#### [Work item]
Pull each line holding the word "SummaryScope" from the data.

#### [Dataset records]
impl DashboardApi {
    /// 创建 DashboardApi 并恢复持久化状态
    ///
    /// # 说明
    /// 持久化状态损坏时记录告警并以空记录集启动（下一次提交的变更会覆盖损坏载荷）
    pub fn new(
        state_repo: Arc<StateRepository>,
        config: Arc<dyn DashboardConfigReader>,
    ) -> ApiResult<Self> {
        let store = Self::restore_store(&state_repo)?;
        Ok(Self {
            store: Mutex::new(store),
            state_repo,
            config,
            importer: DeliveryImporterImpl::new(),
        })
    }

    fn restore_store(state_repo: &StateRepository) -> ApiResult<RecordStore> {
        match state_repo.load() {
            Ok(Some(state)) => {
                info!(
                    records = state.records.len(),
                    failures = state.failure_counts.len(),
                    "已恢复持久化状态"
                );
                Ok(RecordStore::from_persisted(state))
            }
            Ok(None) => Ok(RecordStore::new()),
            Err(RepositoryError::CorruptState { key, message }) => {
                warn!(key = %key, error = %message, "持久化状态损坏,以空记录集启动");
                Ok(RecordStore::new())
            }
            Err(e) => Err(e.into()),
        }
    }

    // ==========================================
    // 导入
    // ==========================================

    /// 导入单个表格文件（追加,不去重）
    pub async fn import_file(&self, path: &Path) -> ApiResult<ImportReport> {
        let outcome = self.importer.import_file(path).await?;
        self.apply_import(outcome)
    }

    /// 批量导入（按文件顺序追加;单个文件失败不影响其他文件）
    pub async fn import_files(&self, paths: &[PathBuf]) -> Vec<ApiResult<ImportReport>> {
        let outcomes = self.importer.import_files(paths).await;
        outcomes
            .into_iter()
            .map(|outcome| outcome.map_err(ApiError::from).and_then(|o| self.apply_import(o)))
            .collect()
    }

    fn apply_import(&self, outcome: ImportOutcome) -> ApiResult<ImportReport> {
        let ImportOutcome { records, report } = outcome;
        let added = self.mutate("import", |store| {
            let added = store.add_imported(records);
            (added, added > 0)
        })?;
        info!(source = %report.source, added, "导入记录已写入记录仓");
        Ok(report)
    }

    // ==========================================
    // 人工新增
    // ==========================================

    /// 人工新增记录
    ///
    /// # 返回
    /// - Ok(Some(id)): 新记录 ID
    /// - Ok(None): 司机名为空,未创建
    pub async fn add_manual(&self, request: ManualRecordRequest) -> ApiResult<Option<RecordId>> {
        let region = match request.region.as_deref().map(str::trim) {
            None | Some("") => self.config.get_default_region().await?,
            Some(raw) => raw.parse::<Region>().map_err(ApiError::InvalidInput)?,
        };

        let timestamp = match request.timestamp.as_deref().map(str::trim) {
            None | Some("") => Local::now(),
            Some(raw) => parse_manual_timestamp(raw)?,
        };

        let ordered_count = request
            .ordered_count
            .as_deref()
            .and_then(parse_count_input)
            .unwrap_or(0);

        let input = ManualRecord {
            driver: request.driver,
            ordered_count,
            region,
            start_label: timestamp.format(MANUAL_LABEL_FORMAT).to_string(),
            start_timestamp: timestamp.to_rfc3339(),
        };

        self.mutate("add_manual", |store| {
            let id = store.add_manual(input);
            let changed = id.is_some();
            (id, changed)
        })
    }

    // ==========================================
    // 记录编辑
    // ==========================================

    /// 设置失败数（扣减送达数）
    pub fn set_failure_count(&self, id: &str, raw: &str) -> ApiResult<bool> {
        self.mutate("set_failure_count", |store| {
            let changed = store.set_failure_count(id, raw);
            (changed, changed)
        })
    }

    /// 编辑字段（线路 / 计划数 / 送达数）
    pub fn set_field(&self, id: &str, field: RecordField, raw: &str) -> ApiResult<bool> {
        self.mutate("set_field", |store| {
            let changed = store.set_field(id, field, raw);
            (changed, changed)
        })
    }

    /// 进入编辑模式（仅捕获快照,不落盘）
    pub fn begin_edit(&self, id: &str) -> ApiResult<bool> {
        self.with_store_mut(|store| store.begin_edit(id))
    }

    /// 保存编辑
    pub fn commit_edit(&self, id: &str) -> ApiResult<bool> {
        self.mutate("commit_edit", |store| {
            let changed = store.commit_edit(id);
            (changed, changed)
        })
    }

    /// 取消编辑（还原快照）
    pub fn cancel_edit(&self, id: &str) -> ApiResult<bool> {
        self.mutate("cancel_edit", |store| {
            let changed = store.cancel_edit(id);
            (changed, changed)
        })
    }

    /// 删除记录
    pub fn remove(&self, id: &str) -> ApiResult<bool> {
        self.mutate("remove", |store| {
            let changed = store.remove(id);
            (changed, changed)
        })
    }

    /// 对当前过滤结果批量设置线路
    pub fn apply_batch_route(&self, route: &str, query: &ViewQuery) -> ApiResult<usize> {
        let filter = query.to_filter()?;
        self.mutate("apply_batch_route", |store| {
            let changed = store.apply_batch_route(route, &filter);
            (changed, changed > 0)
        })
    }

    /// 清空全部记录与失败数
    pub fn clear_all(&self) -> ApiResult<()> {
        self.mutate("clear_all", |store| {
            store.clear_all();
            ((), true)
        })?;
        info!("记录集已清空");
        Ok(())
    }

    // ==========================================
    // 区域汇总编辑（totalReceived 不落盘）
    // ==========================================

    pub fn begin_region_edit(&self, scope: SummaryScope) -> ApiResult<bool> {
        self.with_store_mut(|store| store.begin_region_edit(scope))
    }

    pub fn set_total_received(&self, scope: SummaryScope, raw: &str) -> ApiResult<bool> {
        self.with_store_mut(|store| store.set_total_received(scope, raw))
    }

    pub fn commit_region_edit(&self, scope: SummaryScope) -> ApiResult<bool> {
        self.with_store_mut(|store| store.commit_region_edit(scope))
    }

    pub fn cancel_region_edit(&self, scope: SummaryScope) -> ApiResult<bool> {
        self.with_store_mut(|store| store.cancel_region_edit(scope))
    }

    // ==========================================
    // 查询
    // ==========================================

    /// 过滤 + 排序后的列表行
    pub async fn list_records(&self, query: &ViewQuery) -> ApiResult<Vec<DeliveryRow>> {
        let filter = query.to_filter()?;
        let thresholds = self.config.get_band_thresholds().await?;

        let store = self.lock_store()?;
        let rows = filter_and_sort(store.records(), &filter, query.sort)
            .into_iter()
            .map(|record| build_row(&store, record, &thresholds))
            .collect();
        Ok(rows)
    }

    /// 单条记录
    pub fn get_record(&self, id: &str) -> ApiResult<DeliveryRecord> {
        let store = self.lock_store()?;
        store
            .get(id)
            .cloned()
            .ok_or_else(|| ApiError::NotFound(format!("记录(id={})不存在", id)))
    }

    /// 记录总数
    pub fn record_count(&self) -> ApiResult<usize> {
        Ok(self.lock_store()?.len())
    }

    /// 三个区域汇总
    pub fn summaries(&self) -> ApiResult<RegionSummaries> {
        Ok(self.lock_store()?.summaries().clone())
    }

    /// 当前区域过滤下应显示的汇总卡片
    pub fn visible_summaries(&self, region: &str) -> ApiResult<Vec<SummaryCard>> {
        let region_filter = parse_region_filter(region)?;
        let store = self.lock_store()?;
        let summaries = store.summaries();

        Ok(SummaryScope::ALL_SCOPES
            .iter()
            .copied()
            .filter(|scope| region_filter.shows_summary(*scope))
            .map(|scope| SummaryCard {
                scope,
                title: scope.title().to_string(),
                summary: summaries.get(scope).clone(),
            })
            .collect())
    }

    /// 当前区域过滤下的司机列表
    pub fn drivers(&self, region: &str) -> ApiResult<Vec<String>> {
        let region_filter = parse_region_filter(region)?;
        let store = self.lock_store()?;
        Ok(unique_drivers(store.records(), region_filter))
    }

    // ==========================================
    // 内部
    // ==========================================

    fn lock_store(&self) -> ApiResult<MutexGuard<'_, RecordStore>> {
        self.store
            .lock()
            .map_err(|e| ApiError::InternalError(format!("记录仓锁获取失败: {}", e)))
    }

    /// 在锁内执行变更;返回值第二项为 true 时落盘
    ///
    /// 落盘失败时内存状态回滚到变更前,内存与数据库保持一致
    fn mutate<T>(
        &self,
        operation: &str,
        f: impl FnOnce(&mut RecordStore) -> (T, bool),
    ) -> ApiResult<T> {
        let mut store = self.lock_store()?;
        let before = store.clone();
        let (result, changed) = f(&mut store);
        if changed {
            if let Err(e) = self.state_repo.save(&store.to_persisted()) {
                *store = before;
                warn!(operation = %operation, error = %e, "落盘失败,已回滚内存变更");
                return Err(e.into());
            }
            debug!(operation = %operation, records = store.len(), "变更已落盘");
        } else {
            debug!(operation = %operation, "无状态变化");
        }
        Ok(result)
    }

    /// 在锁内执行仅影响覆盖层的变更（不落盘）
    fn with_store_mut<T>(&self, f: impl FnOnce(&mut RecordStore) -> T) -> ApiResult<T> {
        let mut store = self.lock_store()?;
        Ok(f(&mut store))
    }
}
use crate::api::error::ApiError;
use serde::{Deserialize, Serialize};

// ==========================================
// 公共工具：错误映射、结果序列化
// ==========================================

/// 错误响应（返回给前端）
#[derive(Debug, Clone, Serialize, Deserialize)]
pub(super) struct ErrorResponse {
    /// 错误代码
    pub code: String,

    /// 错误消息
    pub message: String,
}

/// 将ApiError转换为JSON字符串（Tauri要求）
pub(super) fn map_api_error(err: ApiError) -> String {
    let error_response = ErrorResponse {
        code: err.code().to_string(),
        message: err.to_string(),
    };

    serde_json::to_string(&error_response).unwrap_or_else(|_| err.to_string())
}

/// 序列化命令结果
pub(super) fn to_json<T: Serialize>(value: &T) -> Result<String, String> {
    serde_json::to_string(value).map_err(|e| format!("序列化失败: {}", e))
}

#### [Solution to the problem]
    pub fn begin_region_edit(&self, scope: SummaryScope) -> ApiResult<bool> {
    pub fn set_total_received(&self, scope: SummaryScope, raw: &str) -> ApiResult<bool> {
    pub fn commit_region_edit(&self, scope: SummaryScope) -> ApiResult<bool> {
    pub fn cancel_region_edit(&self, scope: SummaryScope) -> ApiResult<bool> {
        Ok(SummaryScope::ALL_SCOPES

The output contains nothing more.